I went looking for the Pech-stane. It is still listed in the RCAHMS Canmore
website as one of our local standing stones.
A pech stane is an old Scots name for any such solitary stone. It was
last visited by reviewers for RCAMHS in 1972 when it still measured 4' x 4'
6''x 4' 6'' - slightly less than the, probably fanciful, drawing in an old book
on local history.
Alas, the Pech-stane is no more. It has vanished, vanquished, after standing
for millennia, by the demands of modern agriculture. It was just too much in
the way of the tractor and combine harvester.

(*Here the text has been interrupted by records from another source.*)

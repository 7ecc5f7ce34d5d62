//! Logging for the playtrace binaries
//!
//! Every binary writes to `~/.local/state/playtrace/playtrace.log.<date>`;
//! stdout stays reserved for command output.

use crate::config::{Config, LoggingConfig};
use crate::error::{Error, Result};
use std::path::{Path, PathBuf};
use tracing_appender::non_blocking::WorkerGuard;
use tracing_appender::rolling::{Builder, RollingFileAppender, Rotation};
use tracing_subscriber::{
    fmt::{self, format::FmtSpan},
    layer::SubscriberExt,
    util::SubscriberInitExt,
    EnvFilter,
};

const LOG_FILE_PREFIX: &str = "playtrace.log";

/// Keeps the background log writer alive; pending lines are flushed on drop.
pub struct LoggingGuard {
    _worker: WorkerGuard,
}

/// Install the file subscriber under the XDG state directory.
///
/// `RUST_LOG` overrides `config.level` when set.
pub fn init(config: &LoggingConfig) -> Result<LoggingGuard> {
    init_in(&Config::state_dir(), config)
}

/// Install the file subscriber writing into `log_dir`.
///
/// Only the first subscriber in a process is kept. A later call still
/// returns a guard for its own writer, which then receives nothing.
pub fn init_in(log_dir: &Path, config: &LoggingConfig) -> Result<LoggingGuard> {
    std::fs::create_dir_all(log_dir)?;

    let (writer, worker) = tracing_appender::non_blocking(rolling_appender(log_dir, config.max_files)?);

    let file_layer = fmt::layer()
        .with_writer(writer)
        .with_ansi(false)
        .with_target(true)
        .with_thread_ids(true)
        .with_file(true)
        .with_line_number(true);

    let installed = tracing_subscriber::registry()
        .with(level_filter(&config.level))
        .with(file_layer)
        .try_init();

    match installed {
        Ok(()) => tracing::info!(
            log_dir = %log_dir.display(),
            level = %config.level,
            "Logging initialized"
        ),
        Err(e) => tracing::debug!(
            log_dir = %log_dir.display(),
            error = %e,
            "Subscriber already installed, keeping it"
        ),
    }

    Ok(LoggingGuard { _worker: worker })
}

/// Log to the test writer so output shows up only for failing tests.
pub fn init_test() {
    let _ = tracing_subscriber::fmt()
        .with_env_filter(EnvFilter::from_default_env())
        .with_test_writer()
        .with_span_events(FmtSpan::CLOSE)
        .try_init();
}

/// Daily rotation, at least one file kept.
fn rolling_appender(log_dir: &Path, max_files: usize) -> Result<RollingFileAppender> {
    Builder::new()
        .rotation(Rotation::DAILY)
        .filename_prefix(LOG_FILE_PREFIX)
        .max_log_files(max_files.max(1))
        .build(log_dir)
        .map_err(|e| Error::Config(format!("failed to create log file in {}: {}", log_dir.display(), e)))
}

fn level_filter(level: &str) -> EnvFilter {
    EnvFilter::try_from_default_env()
        .or_else(|_| EnvFilter::try_new(level))
        .unwrap_or_else(|_| EnvFilter::new("info"))
}

/// Base path of the log file; rotated files carry a date suffix.
pub fn log_file_path() -> PathBuf {
    Config::log_path()
}

#[cfg(test)]
mod tests {
    use super::*;

    #[test]
    fn test_log_file_path() {
        let path = log_file_path();
        assert!(path.ends_with("playtrace/playtrace.log"));
    }

    #[test]
    fn test_init_twice_keeps_first_subscriber() {
        let dir = tempfile::tempdir().unwrap();
        let log_dir = dir.path().join("state/playtrace");
        let config = LoggingConfig::default();

        let first = init_in(&log_dir, &config);
        assert!(first.is_ok());
        assert!(log_dir.is_dir());

        let second = init_in(&log_dir, &config);
        assert!(second.is_ok());
    }

    #[test]
    fn test_zero_max_files_still_builds() {
        let dir = tempfile::tempdir().unwrap();
        assert!(rolling_appender(dir.path(), 0).is_ok());
    }
}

Fragments of the Pech-stane? |
The stone stood on a
ridge in what had been the great Billie Mire. a vast quagmire so difficult to
cross that it thwarted the advance of armies from Julius Agricola to Oliver
Cromwell. It is is still recalled in
farm names such as Causewaybank. The
Pechstane on its rise may have been a marker for safe pathway through the
morass.
The mire was guarded on its northern edge by the castles of
Billie and Bunkle (Bonkyl) which sound like characters from a children's
television programme. The castles were derelict long before the mire was
drained in the nineteenth century.
Billie Castle |
Bunkle (Bonkyl) Castle |
The mire was the haunt of the bittern, the myre- drum in
Auld Scots, a reference to its call, the myre snipe and the horse-gowk or
greenshank.
No more the screaming
bittern bellowing harsh
To its dark bottom
shakes the shuddering marsh
John Leyden Scenes
from Infancy
The draining of the bog meant the end for its inhabitants
including those supernatural beings, the will o' the wisps and bogles that
haunted it.
From the earliest
times folk had held these places in awe, entrances to the underworld. They had
thrown valuable offerings into them and even sacrificial victims.
A folk memory of this
superstitious fear is captured in the fragment of verse.
Grisly Draedan* sat
alane
By the cairn and Pech-stane
Said Billie wi' a segg** sae stout
I'll soon drive grisly Draedan out
Draedan leuched and stalked awa
Syne vanished in a babanqua.***
* (The) Dread
one
** probably, a bull-rush
*** a quaking bog
Now the Draedan Burn is a harmless watercourse and the great
babanqua of the Billie Mire is fertile, productive farmland.
The Draedan Burn |
The rich farmlands from the Billie Mire |
The dreaded spirits of the bog have all vanished like the
bittern and the Pech-stane.
No sane person would like to return to those times but,
wandering along the Draedan Burn one
feels, as Leyden did a couple of centuries ago, a twinge of regret, a fleeting
wish to hear the myre-drum booming again among the rushes.